=== Extracted data entries ===
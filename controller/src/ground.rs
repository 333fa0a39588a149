//! Ground sensing: grounded state, supporting normal and slope admissibility.
//!
//! Every evaluation starts from scratch. Two casts are issued:
//! - a short forward ray near the feet that answers "am I walking into a rising slope?"
//! - a downward probe sweep (sphere, or flat box) below the collider base.
//!
//! Qualifying probe hits are combined with one of two policies:
//! - ascending: the first qualifying hit is taken verbatim. An averaged normal would
//!   push the character back down the slope it is climbing.
//! - otherwise: the normalized sum of all qualifying normals, which smooths seams and
//!   small bumps on near-flat ground. The contact point comes from the best-aligned hit.

use crate::{
    body::CharacterBody,
    constants::{ASCEND_VELOCITY_MIN, DIST_EPS},
    query::{HitBuffer, ProbeShape, SceneQuery, ShapeCastOracle},
    settings::GroundSettings,
    types::{ColliderDescriptor, GroundContact, Hit, Vec3, forward, up},
};

/// Half height of the flat box probe.
const BOX_PROBE_HALF_HEIGHT: f32 = 0.05;

/// Angle between `normal` and world up, in degrees.
#[inline]
pub fn angle_from_vertical_deg(normal: &Vec3) -> f32 {
    normal.angle(&up()).to_degrees()
}

/// Whether a surface with `normal` is walkable under `max_slope_angle_deg`.
///
/// Inclusive at the boundary: `dot(normal, up) >= cos(max_slope_angle)`.
#[inline]
pub fn is_ground_admissible(normal: &Vec3, max_slope_angle_deg: f32) -> bool {
    normal.dot(&up()) >= max_slope_angle_deg.to_radians().cos()
}

/// Whether a surface with `normal` is steep enough to count as a wall.
#[inline]
pub fn is_wall(normal: &Vec3, wall_angle_threshold_deg: f32) -> bool {
    angle_from_vertical_deg(normal) >= wall_angle_threshold_deg
}

/// Evaluate ground contact for `body` against `scene`.
///
/// An unbound or degenerate collider yields "not grounded".
pub fn evaluate_ground<Q, B>(scene: &Q, body: &B, settings: &GroundSettings) -> GroundContact
where
    Q: SceneQuery + ?Sized,
    B: CharacterBody + ?Sized,
{
    let Some(collider) = body.collider().filter(|c| !c.is_degenerate()) else {
        return GroundContact::airborne(false);
    };
    let oracle = ShapeCastOracle::new(scene, body.collider_id());
    let mut hits: HitBuffer = HitBuffer::new();

    let ascend_dir = ascend_direction(body.velocity(), &forward(&body.rotation()));
    let is_ascending = probe_ascending(&oracle, &collider, ascend_dir, settings, &mut hits);

    let (shape, half_height) = probe_shape(settings);
    let origin = collider.base() + up() * (half_height + settings.probe_offset);
    let found = oracle.cast_shape(origin, shape, -up(), settings.cast_distance, &mut hits);

    let contact = select_ground(&oracle, found, is_ascending, settings.min_ground_dot());
    log::trace!(
        "ground probe: {} hit(s), grounded={} ascending={}",
        found.len(),
        contact.is_grounded,
        contact.is_ascending
    );
    contact
}

/// Combine probe hits into a contact. See the module docs for the two policies.
pub fn select_ground<Q: SceneQuery + ?Sized>(
    oracle: &ShapeCastOracle<'_, Q>,
    hits: &[Hit],
    is_ascending: bool,
    min_ground_dot: f32,
) -> GroundContact {
    let mut qualifying = oracle
        .non_self_hits(hits)
        .filter(|h| h.normal.dot(&up()) >= min_ground_dot);

    if is_ascending {
        return match qualifying.next() {
            Some(first) => GroundContact {
                is_grounded: true,
                normal: first.normal,
                point: first.point,
                is_ascending,
            },
            None => GroundContact::airborne(is_ascending),
        };
    }

    let mut sum = Vec3::zeros();
    let mut best: Option<(f32, &Hit)> = None;
    for h in qualifying {
        sum += h.normal;
        let alignment = h.normal.dot(&up());
        if best.is_none_or(|(a, _)| alignment > a) {
            best = Some((alignment, h));
        }
    }

    match best {
        Some((_, best)) => GroundContact {
            is_grounded: true,
            // Opposing normals can cancel out; fall back to the best single hit.
            normal: sum.try_normalize(DIST_EPS).unwrap_or(best.normal),
            point: best.point,
            is_ascending,
        },
        None => GroundContact::airborne(is_ascending),
    }
}

/// Forward ray near the feet: does anything rise in front of the character?
fn probe_ascending<Q: SceneQuery + ?Sized>(
    oracle: &ShapeCastOracle<'_, Q>,
    collider: &ColliderDescriptor,
    direction: Vec3,
    settings: &GroundSettings,
    hits: &mut HitBuffer,
) -> bool {
    let origin = collider.base() + up() * settings.ascend_probe_height;
    let reach = collider.radius + settings.ascend_probe_distance;
    let found = oracle.cast_ray(origin, direction, reach, hits);
    oracle.first_non_self_hit(found).is_some()
}

/// Horizontal travel direction when moving, else the facing direction.
fn ascend_direction(velocity: Vec3, facing: &Vec3) -> Vec3 {
    let planar = Vec3::new(velocity.x, 0.0, velocity.z);
    if planar.norm() > ASCEND_VELOCITY_MIN {
        return planar.normalize();
    }
    Vec3::new(facing.x, 0.0, facing.z)
}

fn probe_shape(settings: &GroundSettings) -> (ProbeShape, f32) {
    if settings.use_box_probe {
        let half_extents = Vec3::new(
            settings.sensor_radius,
            BOX_PROBE_HALF_HEIGHT,
            settings.sensor_radius,
        );
        (ProbeShape::Box { half_extents }, BOX_PROBE_HALF_HEIGHT)
    } else {
        (
            ProbeShape::Sphere {
                radius: settings.sensor_radius,
            },
            settings.sensor_radius,
        )
    }
}

#[cfg(test)]
mod tests {
    use super::*;
    use crate::test_support::{FakeBody, FakeScene, GROUND_ID, SELF_ID, WALL_ID, hit, hit_at};

    fn normal_at_angle(deg: f32) -> Vec3 {
        let a = deg.to_radians();
        Vec3::new(a.sin(), a.cos(), 0.0)
    }

    #[test]
    fn admissibility_matches_angle_from_vertical() {
        for max in [0.0_f32, 30.0, 45.0, 60.0, 89.0] {
            for angle in [0.0_f32, 10.0, 29.0, 44.0, 46.0, 59.0, 61.0, 80.0, 89.5] {
                let n = normal_at_angle(angle);
                assert_eq!(
                    is_ground_admissible(&n, max),
                    angle <= max,
                    "angle {angle} max {max}"
                );
            }
        }
    }

    #[test]
    fn admissibility_is_inclusive_at_the_limit() {
        for max in [20.0_f32, 45.0, 70.0] {
            let a = max.to_radians();
            let n = Vec3::new(a.sin(), a.cos(), 0.0);
            assert!(is_ground_admissible(&n, max), "boundary {max}");
        }
    }

    #[test]
    fn wall_classification_uses_threshold() {
        assert!(is_wall(&Vec3::x(), 70.0));
        assert!(!is_wall(&normal_at_angle(30.0), 70.0));
    }

    #[test]
    fn ascending_takes_first_qualifying_hit_verbatim() {
        let a = normal_at_angle(20.0);
        let b = normal_at_angle(5.0);
        let scene = FakeScene::default();
        let oracle = ShapeCastOracle::new(&scene, Some(SELF_ID));
        let hits = [hit(GROUND_ID, 0.05, a), hit(GROUND_ID + 1, 0.1, b)];

        let contact = select_ground(&oracle, &hits, true, 45_f32.to_radians().cos());
        assert!(contact.is_grounded);
        assert_eq!(contact.normal, hits[0].normal);
    }

    #[test]
    fn not_ascending_averages_qualifying_normals() {
        let n1 = normal_at_angle(20.0);
        let n2 = Vec3::new(0.0, 0.9, 0.3).normalize();
        let scene = FakeScene::default();
        let oracle = ShapeCastOracle::new(&scene, Some(SELF_ID));
        let hits = [hit(GROUND_ID, 0.05, n1), hit(GROUND_ID + 1, 0.1, n2)];

        let contact = select_ground(&oracle, &hits, false, 45_f32.to_radians().cos());
        let expected = (hits[0].normal + hits[1].normal).normalize();
        assert!(contact.is_grounded);
        assert!((contact.normal - expected).norm() < 1.0e-6);
    }

    #[test]
    fn composite_point_comes_from_best_aligned_hit() {
        let scene = FakeScene::default();
        let oracle = ShapeCastOracle::new(&scene, Some(SELF_ID));
        let tilted = hit_at(GROUND_ID, 0.02, normal_at_angle(30.0), Vec3::new(1.0, 0.0, 0.0));
        let flat = hit_at(GROUND_ID + 1, 0.08, Vec3::y(), Vec3::new(0.0, -0.1, 0.0));

        let contact = select_ground(&oracle, &[tilted, flat], false, 0.5);
        assert_eq!(contact.point, flat.point);
    }

    #[test]
    fn steep_and_self_hits_never_qualify() {
        let scene = FakeScene::default();
        let oracle = ShapeCastOracle::new(&scene, Some(SELF_ID));
        let hits = [hit(SELF_ID, 0.0, Vec3::y()), hit(WALL_ID, 0.05, normal_at_angle(80.0))];

        assert!(!select_ground(&oracle, &hits, false, 0.7).is_grounded);
        assert!(!select_ground(&oracle, &hits, true, 0.7).is_grounded);
    }

    #[test]
    fn steep_hits_are_skipped_before_first_qualifying_when_ascending() {
        let scene = FakeScene::default();
        let oracle = ShapeCastOracle::new(&scene, Some(SELF_ID));
        let ramp = normal_at_angle(30.0);
        let hits = [hit(WALL_ID, 0.01, Vec3::x()), hit(GROUND_ID, 0.05, ramp)];

        let contact = select_ground(&oracle, &hits, true, 0.7);
        assert_eq!(contact.normal, hits[1].normal);
    }

    #[test]
    fn no_hits_means_not_grounded() {
        let body = FakeBody::default();
        let contact = evaluate_ground(&FakeScene::default(), &body, &GroundSettings::default());
        assert!(!contact.is_grounded);
        assert_eq!(contact.ground_normal(), None);
        assert_eq!(contact.normal_or_up(), Vec3::y());
    }

    #[test]
    fn no_hits_means_not_grounded_even_when_ascending() {
        let scene = FakeScene::default().with_rays(vec![hit(WALL_ID, 0.3, normal_at_angle(30.0))]);
        let contact = evaluate_ground(&scene, &FakeBody::default(), &GroundSettings::default());
        assert!(contact.is_ascending);
        assert!(!contact.is_grounded);
    }

    #[test]
    fn unbound_collider_is_not_grounded() {
        let contact = evaluate_ground(
            &FakeScene::flat_ground(),
            &FakeBody::unbound(),
            &GroundSettings::default(),
        );
        assert!(!contact.is_grounded);
    }

    #[test]
    fn flat_ground_is_grounded_with_up_normal() {
        let contact = evaluate_ground(
            &FakeScene::flat_ground(),
            &FakeBody::default(),
            &GroundSettings::default(),
        );
        assert!(contact.is_grounded);
        assert!(!contact.is_ascending);
        assert_eq!(contact.ground_normal(), Some(Vec3::y()));
    }

    #[test]
    fn ascending_probe_follows_velocity_when_moving() {
        // Only rays heading +X report the slope; the body faces -Z but moves +X.
        let scene = FakeScene::default()
            .with_ray_rule(|_, dir| dir.x > 0.9, vec![hit(GROUND_ID, 0.4, normal_at_angle(30.0))]);
        let body = FakeBody::default().moving(Vec3::new(3.0, 0.0, 0.0));

        let contact = evaluate_ground(&scene, &body, &GroundSettings::default());
        assert!(contact.is_ascending);
    }

    #[test]
    fn ascending_probe_uses_facing_when_still() {
        let scene = FakeScene::default()
            .with_ray_rule(|_, dir| dir.z < -0.9, vec![hit(GROUND_ID, 0.4, normal_at_angle(30.0))]);
        let contact = evaluate_ground(&scene, &FakeBody::default(), &GroundSettings::default());
        assert!(contact.is_ascending);
    }
}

=== Task item ===
Show each line in the entries that holds the string "FakeBody".

=== Response to this exercise ===
    use crate::test_support::{FakeBody, FakeScene, GROUND_ID, SELF_ID, WALL_ID, hit, hit_at};
        let body = FakeBody::default();
        let contact = evaluate_ground(&scene, &FakeBody::default(), &GroundSettings::default());
            &FakeBody::unbound(),
            &FakeBody::default(),
        let body = FakeBody::default().moving(Vec3::new(3.0, 0.0, 0.0));
        let contact = evaluate_ground(&scene, &FakeBody::default(), &GroundSettings::default());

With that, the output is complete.